Forget swine flu.
Raccoons — those masked garbage−looting miscreants who can be found scampering all over the borough if one looks hard enough — just became Brooklyn’s public enemy number 1.
City health officials are warning borough residents to be wary of raccoon roundworm, a rare but extremely dangerous disease that’s debilitated two borough residents in the last few months.
The two victims, a teenager and an infant, were both diagnosed with baylisascariasis at the end of March, although the public was not alerted to the possible health threat until this week.
The health department wouldn’t say just where the two infected victims lived, although some published reports inferred that at least one of the children may have been from Bay Ridge.
An individual comes down with baylisascarlasis, otherwise known as raccoon roundworm B procyonis, after ingesting worm eggs found in raccoon feces.
The eggs hatch into larvae two to four weeks after ingestion and travel through the liver, brain, spinal cord and other organs causing a host of symptoms from nausea, the enlargement of the liver to loss of muscle control and blindness, depending on the amount of worm eggs digested.
Raccoons ingest the worm eggs as they forage for food or eat rodents and other smaller animals that have already been infected.
Medical professionals said that while its common for raccoons, it’s rare for humans to ingest the lethal larvae. In fact, fewer than thirty cases have been reported, city officials said. Many of the cases involve children, because they have no compunction about putting soiled fingers in their mouths.
According to the Center for Disease Control and Prevention, fewer than 25 cases of raccoon roundworm had been diagnosed in the United States by 2003. Cases cropped up in New York, California, Oregon, Minnesota, Illinois, Michigan and Pennsylvania.

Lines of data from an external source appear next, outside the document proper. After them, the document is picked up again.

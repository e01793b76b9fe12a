// SPDX-License-Identifier: PolyForm-Noncommercial-1.0.0
// Copyright (c) 2025 Sylvex. All rights reserved.

//! End-to-end Modbus scenarios over the mock transports.

use std::time::Duration;

use tokio_util::sync::CancellationToken;

use manifold_core::error::HandlerError;
use manifold_core::handler::ProtocolHandler;
use manifold_modbus::frame::{self, MbapHeader};
use manifold_modbus::pdu;
use manifold_modbus::types::{ModbusRtuConfig, ModbusTcpConfig};
use manifold_modbus::{ModbusRtuHandler, ModbusTcpHandler};

fn mock_tcp_handler() -> ModbusTcpHandler {
    let config = ModbusTcpConfig::new("mock", 502)
        .with_timeout(Duration::from_secs(2))
        .with_mock();
    ModbusTcpHandler::new("it-plc", config, CancellationToken::new()).unwrap()
}

fn mock_rtu_handler() -> ModbusRtuHandler {
    let config = ModbusRtuConfig::new("/dev/null")
        .with_timeout(Duration::from_millis(500))
        .with_mock();
    ModbusRtuHandler::new("it-meter", config, CancellationToken::new()).unwrap()
}

#[test]
fn crc16_golden_vector() {
    let data = [0x01, 0x04, 0x02, 0xFF, 0xFF];
    let crc = frame::crc16(&data);
    assert_eq!(crc.to_le_bytes(), [0xB8, 0x80]);
    assert!(frame::validate_crc(&data, crc));
}

#[test]
fn mbap_build_golden_vector() {
    let header = MbapHeader::build(0x0001, 0x11, 6);
    assert_eq!(header.encode(), [0x00, 0x01, 0x00, 0x00, 0x00, 0x07, 0x11]);
}

#[test]
fn mbap_round_trip_property() {
    for tx in [0u16, 1, 0x00FF, 0xABCD, 0xFFFF] {
        for pdu_len in [1usize, 2, 64, 253] {
            let header = MbapHeader::build(tx, 0x42, pdu_len);
            let parsed = MbapHeader::parse(&header.encode()).unwrap();
            assert_eq!(parsed.transaction_id, tx);
            assert_eq!(parsed.protocol_id, 0);
            assert_eq!(parsed.length as usize, pdu_len + 1);
            assert_eq!(parsed.unit_id, 0x42);
        }
    }
}

#[test]
fn coil_response_decoding() {
    let response = [0x01, 0x02, 0xCD, 0x01];
    let bits = pdu::parse_bits_response(&response, frame::FC_READ_COILS, 10).unwrap();
    let expected: Vec<bool> = [1, 0, 1, 1, 0, 0, 1, 1, 1, 0]
        .iter()
        .map(|&b| b == 1)
        .collect();
    assert_eq!(bits, expected);
}

#[tokio::test]
async fn tcp_mock_holding_register_round_trip() {
    let handler = mock_tcp_handler();
    handler.connect().await.unwrap();

    // The mock answers FC 0x03 qty 2 with the PDU 03 04 00 0A 00 14.
    let values = handler.read_holding_registers(1, 0, 2).await.unwrap();
    assert_eq!(values, vec![10, 20]);

    handler.disconnect().await.unwrap();
    assert!(!handler.is_connected());
}

#[tokio::test]
async fn tcp_mock_write_echoes_verify() {
    let handler = mock_tcp_handler();
    handler.connect().await.unwrap();

    handler.write_single_coil(1, 0x00AC, true).await.unwrap();
    handler.write_single_register(1, 0x0001, 0x0003).await.unwrap();
    handler
        .write_multiple_coils(1, 0x0013, &[true, false, true, true])
        .await
        .unwrap();
    handler
        .write_multiple_registers(1, 0x0001, &[0x000A, 0x0102])
        .await
        .unwrap();
    handler
        .mask_write_register(1, 0x0004, 0x00F2, 0x0025)
        .await
        .unwrap();

    let snap = handler.metrics();
    assert_eq!(snap.write_count, 5);
    assert_eq!(snap.read_count, 5);
    assert_eq!(snap.error_count, 0);
    assert!(snap.average_latency_ms >= 0.0);
}

#[tokio::test]
async fn rtu_mock_round_trip_validates_crc() {
    let handler = mock_rtu_handler();
    handler.connect().await.unwrap();

    let values = handler.read_input_registers(0x11, 0x0008, 3).await.unwrap();
    assert_eq!(values, vec![10, 20, 30]);

    let coils = handler.read_coils(0x11, 0, 10).await.unwrap();
    assert_eq!(coils.len(), 10);

    handler.disconnect().await.unwrap();
}

#[tokio::test]
async fn rtu_read_write_multiple_registers() {
    let handler = mock_rtu_handler();
    handler.connect().await.unwrap();

    let read_back = handler
        .read_write_multiple_registers(0x01, 0x0000, 2, 0x0010, &[0xBEEF])
        .await
        .unwrap();
    assert_eq!(read_back, vec![10, 20]);
}

#[tokio::test]
async fn metrics_accumulate_across_operations() {
    let handler = mock_tcp_handler();
    handler.connect().await.unwrap();

    for _ in 0..4 {
        handler.read_holding_registers(1, 0, 1).await.unwrap();
    }

    let snap = handler.metrics();
    assert_eq!(snap.read_count, 4);
    assert_eq!(snap.write_count, 4);
    assert!(snap.bytes_read >= 4 * 11);
    assert!(snap.last_read.is_some());
    assert!(snap.last_write.is_some());
}

#[tokio::test]
async fn operations_require_connection() {
    let handler = mock_tcp_handler();
    let err = handler.read_coils(1, 0, 1).await.unwrap_err();
    assert!(matches!(err, HandlerError::NotConnected));

    let rtu = mock_rtu_handler();
    let err = rtu.write_single_register(1, 0, 1).await.unwrap_err();
    assert!(matches!(err, HandlerError::NotConnected));
}
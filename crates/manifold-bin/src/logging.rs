// SPDX-License-Identifier: PolyForm-Noncommercial-1.0.0
// Copyright (c) 2025 Sylvex. All rights reserved.

//! Logging and tracing initialization.
//!
//! Components across the workspace emit structured `tracing` events; this
//! module installs the process-wide subscriber. The logger is therefore
//! injected through the tracing dispatcher rather than carried as a global
//! singleton.

use tracing_subscriber::{fmt, layer::SubscriberExt, util::SubscriberInitExt, EnvFilter};

use crate::cli::LogFormat;

// =============================================================================
// Logging Initialization
// =============================================================================

/// Initializes the logging subsystem.
///
/// The `MANIFOLD_LOG` environment variable overrides `level` when set.
pub fn init_logging(level: &str, format: LogFormat) {
    let env_filter = EnvFilter::try_from_env("MANIFOLD_LOG")
        .unwrap_or_else(|_| EnvFilter::new(level))
        .add_directive("tokio=info".parse().unwrap())
        .add_directive("mio=warn".parse().unwrap());

    match format {
        LogFormat::Text => init_text_logging(env_filter),
        LogFormat::Json => init_json_logging(env_filter),
        LogFormat::Compact => init_compact_logging(env_filter),
    }
}

fn init_text_logging(filter: EnvFilter) {
    let is_terminal = std::io::IsTerminal::is_terminal(&std::io::stdout());

    tracing_subscriber::registry()
        .with(filter)
        .with(
            fmt::layer()
                .with_target(true)
                .with_thread_ids(false)
                .with_file(false)
                .with_line_number(false)
                .with_ansi(is_terminal),
        )
        .init();
}

fn init_json_logging(filter: EnvFilter) {
    tracing_subscriber::registry()
        .with(filter)
        .with(
            fmt::layer()
                .json()
                .with_target(true)
                .with_file(true)
                .with_line_number(true)
                .with_current_span(true),
        )
        .init();
}

fn init_compact_logging(filter: EnvFilter) {
    let is_terminal = std::io::IsTerminal::is_terminal(&std::io::stdout());

    tracing_subscriber::registry()
        .with(filter)
        .with(
            fmt::layer()
                .compact()
                .with_target(false)
                .with_ansi(is_terminal),
        )
        .init();
}

// =============================================================================
// Log Level Parsing
// =============================================================================

/// Parses a log level string, defaulting to `info`.
pub fn parse_level(level: &str) -> tracing::Level {
    match level.to_lowercase().as_str() {
        "trace" => tracing::Level::TRACE,
        "debug" => tracing::Level::DEBUG,
        "info" => tracing::Level::INFO,
        "warn" | "warning" => tracing::Level::WARN,
        "error" => tracing::Level::ERROR,
        _ => tracing::Level::INFO,
    }
}

// =============================================================================
// Tests
// =============================================================================
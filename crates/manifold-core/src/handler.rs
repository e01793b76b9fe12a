// SPDX-License-Identifier: PolyForm-Noncommercial-1.0.0
// Copyright (c) 2025 Sylvex. All rights reserved.

//! Protocol handler abstraction layer.
//!
//! A [`ProtocolHandler`] wraps one transport-level connection to a field
//! device or bus. The connection manager drives handlers exclusively through
//! this capability set; protocol-specific typed operations live on the
//! concrete handler types.
//!
//! # Lifecycle
//!
//! 1. A [`HandlerFactory`] builds the handler from its config blob (no I/O).
//! 2. `connect()` establishes the transport.
//! 3. `read_raw()` / `write_raw()` move bytes; typed operations run on the
//!    concrete type.
//! 4. `disconnect()` releases the transport (idempotent).

use std::collections::HashMap;
use std::fmt;

use async_trait::async_trait;
use serde::{Deserialize, Serialize};
use tokio_util::sync::CancellationToken;

use crate::error::{HandlerError, HandlerResult};
use crate::metrics::ConnectionMetricsSnapshot;
use crate::types::ConnectionKind;

// =============================================================================
// ProtocolHandler Trait
// =============================================================================

/// The capability set every protocol handler exposes to the manager.
///
/// # Thread Safety
///
/// Implementations are `Send + Sync`; all methods take `&self` and guard the
/// transport with interior locking. Handlers serialize transactions on the
/// transport lock, so concurrent callers queue rather than interleave frames.
#[async_trait]
pub trait ProtocolHandler: Send + Sync + std::fmt::Debug {
    /// Returns the handler's display name.
    fn name(&self) -> &str;

    /// Returns the protocol kind.
    fn kind(&self) -> ConnectionKind;

    /// Establishes the transport.
    ///
    /// # Errors
    ///
    /// - [`HandlerError::Transport`] if the dial/open fails
    /// - [`HandlerError::Protocol`] if already connected
    async fn connect(&self) -> HandlerResult<()>;

    /// Closes the transport. Idempotent: disconnecting a disconnected handler
    /// succeeds.
    async fn disconnect(&self) -> HandlerResult<()>;

    /// Returns `true` if the handler holds a live transport.
    fn is_connected(&self) -> bool;

    /// Reads whatever bytes the device has pending, bounded by the configured
    /// per-request timeout.
    async fn read_raw(&self) -> HandlerResult<Vec<u8>>;

    /// Writes raw bytes to the transport.
    async fn write_raw(&self, data: &[u8]) -> HandlerResult<()>;

    /// Returns a snapshot of the connection metrics.
    fn metrics(&self) -> ConnectionMetricsSnapshot;
}

// =============================================================================
// Handler Configuration
// =============================================================================

/// Configuration handed to a [`HandlerFactory`].
///
/// `config` is the protocol-specific blob from the connection record; the
/// factory owns its deserialization and reports
/// [`HandlerError::InvalidConfig`] on failure.
#[derive(Debug, Clone, Serialize, Deserialize)]
pub struct HandlerConfig {
    /// Connection id.
    pub id: String,
    /// Owning session id.
    pub session_id: String,
    /// Protocol kind.
    pub kind: ConnectionKind,
    /// Human-readable name.
    pub name: String,
    /// Protocol-specific configuration blob.
    pub config: serde_json::Value,
}

impl HandlerConfig {
    /// Creates a handler config.
    pub fn new(
        id: impl Into<String>,
        session_id: impl Into<String>,
        kind: ConnectionKind,
        name: impl Into<String>,
        config: serde_json::Value,
    ) -> Self {
        Self {
            id: id.into(),
            session_id: session_id.into(),
            kind,
            name: name.into(),
            config,
        }
    }
}

// =============================================================================
// Handler Factory & Registry
// =============================================================================

/// Builds handlers for one protocol kind.
pub trait HandlerFactory: Send + Sync {
    /// The protocol kind this factory serves.
    fn kind(&self) -> ConnectionKind;

    /// Builds a handler from the config blob. Construction performs no I/O;
    /// the transport is established by `connect()`.
    ///
    /// The `cancel` token is a child of the manager's root token; in-flight
    /// I/O aborts with [`HandlerError::Cancelled`] when it fires.
    fn create(
        &self,
        config: &HandlerConfig,
        cancel: CancellationToken,
    ) -> HandlerResult<Box<dyn ProtocolHandler>>;
}

/// Maps protocol kinds to their factories.
pub struct HandlerRegistry {
    factories: HashMap<ConnectionKind, Box<dyn HandlerFactory>>,
}

impl HandlerRegistry {
    /// Creates an empty registry.
    pub fn new() -> Self {
        Self {
            factories: HashMap::new(),
        }
    }

    /// Registers a factory, replacing any existing one for the same kind.
    pub fn register(&mut self, factory: Box<dyn HandlerFactory>) {
        let kind = factory.kind();
        self.factories.insert(kind, factory);
        tracing::debug!(kind = %kind, "Registered handler factory");
    }

    /// Builds a handler for the config's kind.
    ///
    /// # Errors
    ///
    /// [`HandlerError::InvalidConfig`] naming the kind when no factory is
    /// registered; otherwise whatever the factory reports.
    pub fn create(
        &self,
        config: &HandlerConfig,
        cancel: CancellationToken,
    ) -> HandlerResult<Box<dyn ProtocolHandler>> {
        let factory = self.factories.get(&config.kind).ok_or_else(|| {
            HandlerError::invalid_config(format!(
                "no handler factory registered for protocol '{}'",
                config.kind
            ))
        })?;

        factory.create(config, cancel)
    }

    /// Returns `true` if a factory is registered for the given kind.
    pub fn supports(&self, kind: ConnectionKind) -> bool {
        self.factories.contains_key(&kind)
    }

    /// Returns the registered kinds.
    pub fn kinds(&self) -> Vec<ConnectionKind> {
        self.factories.keys().copied().collect()
    }

    /// Returns the number of registered factories.
    pub fn len(&self) -> usize {
        self.factories.len()
    }

    /// Returns `true` if no factories are registered.
    pub fn is_empty(&self) -> bool {
        self.factories.is_empty()
    }
}

impl Default for HandlerRegistry {
    fn default() -> Self {
        Self::new()
    }
}

impl fmt::Debug for HandlerRegistry {
    fn fmt(&self, f: &mut fmt::Formatter<'_>) -> fmt::Result {
        f.debug_struct("HandlerRegistry")
            .field("kinds", &self.kinds())
            .finish()
    }
}

// =============================================================================
// Tests
// =============================================================================

#[cfg(test)]
mod tests {
    use super::*;
    use crate::metrics::ConnectionMetrics;
    use std::sync::atomic::{AtomicBool, Ordering};
    use std::sync::Arc;

    #[derive(Debug)]
    struct NullHandler {
        name: String,
        connected: AtomicBool,
        metrics: Arc<ConnectionMetrics>,
    }

    #[async_trait]
    impl ProtocolHandler for NullHandler {
        fn name(&self) -> &str {
            &self.name
        }

        fn kind(&self) -> ConnectionKind {
            ConnectionKind::ModbusTcp
        }

        async fn connect(&self) -> HandlerResult<()> {
            self.connected.store(true, Ordering::SeqCst);
            Ok(())
        }

        async fn disconnect(&self) -> HandlerResult<()> {
            self.connected.store(false, Ordering::SeqCst);
            Ok(())
        }

        fn is_connected(&self) -> bool {
            self.connected.load(Ordering::SeqCst)
        }

        async fn read_raw(&self) -> HandlerResult<Vec<u8>> {
            if !self.is_connected() {
                return Err(HandlerError::NotConnected);
            }
            Ok(vec![0xAB])
        }

        async fn write_raw(&self, _data: &[u8]) -> HandlerResult<()> {
            if !self.is_connected() {
                return Err(HandlerError::NotConnected);
            }
            Ok(())
        }

        fn metrics(&self) -> ConnectionMetricsSnapshot {
            self.metrics.snapshot()
        }
    }

    struct NullFactory;

    impl HandlerFactory for NullFactory {
        fn kind(&self) -> ConnectionKind {
            ConnectionKind::ModbusTcp
        }

        fn create(
            &self,
            config: &HandlerConfig,
            _cancel: CancellationToken,
        ) -> HandlerResult<Box<dyn ProtocolHandler>> {
            Ok(Box::new(NullHandler {
                name: config.name.clone(),
                connected: AtomicBool::new(false),
                metrics: Arc::new(ConnectionMetrics::new()),
            }))
        }
    }

    #[tokio::test]
    async fn test_registry_creates_handler() {
        let mut registry = HandlerRegistry::new();
        registry.register(Box::new(NullFactory));

        assert!(registry.supports(ConnectionKind::ModbusTcp));
        assert!(!registry.supports(ConnectionKind::ModbusRtu));
        assert_eq!(registry.len(), 1);

        let config = HandlerConfig::new(
            "c-1",
            "s-1",
            ConnectionKind::ModbusTcp,
            "bench plc",
            serde_json::json!({}),
        );

        let handler = registry
            .create(&config, CancellationToken::new())
            .unwrap();
        assert_eq!(handler.name(), "bench plc");
        assert!(!handler.is_connected());

        handler.connect().await.unwrap();
        assert!(handler.is_connected());
        assert_eq!(handler.read_raw().await.unwrap(), vec![0xAB]);
    }

    #[tokio::test]
    async fn test_registry_unknown_kind() {
        let registry = HandlerRegistry::new();
        let config = HandlerConfig::new(
            "c-1",
            "s-1",
            ConnectionKind::ModbusRtu,
            "meter",
            serde_json::json!({}),
        );

        let err = registry
            .create(&config, CancellationToken::new())
            .unwrap_err();
        assert!(matches!(err, HandlerError::InvalidConfig { .. }));
        assert!(err.to_string().contains("modbus_rtu"));
    }

    #[tokio::test]
    async fn test_read_requires_connection() {
        let handler = NullHandler {
            name: "h".into(),
            connected: AtomicBool::new(false),
            metrics: Arc::new(ConnectionMetrics::new()),
        };

        let result = handler.read_raw().await;
        assert!(matches!(result, Err(HandlerError::NotConnected)));
    }
}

Five of the infected victims died.
Health officials said that the first case was a previously healthy infant who started suffering from seizures and developmental regression last October. The child, who routinely traveled upstate with his family, was diagnosed with raccoon roundworm, was treated with steroid therapy but did not improve.
The child remained in the hospital suffering from brain damage.
In the second case, a teenager suffered an acute onset of blindness in the right eye this past January.
The teen did not leave New York City in the two to four weeks it took the larvae to hatch in his system. The larvae, officials said, was found behind his damaged eye.
While doctors managed to eradicate the larvae with laser therapy, the teen remains blind in one eye, officials said.
Health officials recommend that residents, especially children stay away from raccoons or in areas where raccoons do their business, it’s a bit harder than one might think.
Over the past year, there have been several raccoon sightings throughout southern Brooklyn, as well as downtown Brooklyn, where a budding videographer caught one of the beasties foraging for food in both in Cobble Hill.
Residents have also complained to the New York Times about a proliferation of raccoons in Greenwood Cemetery.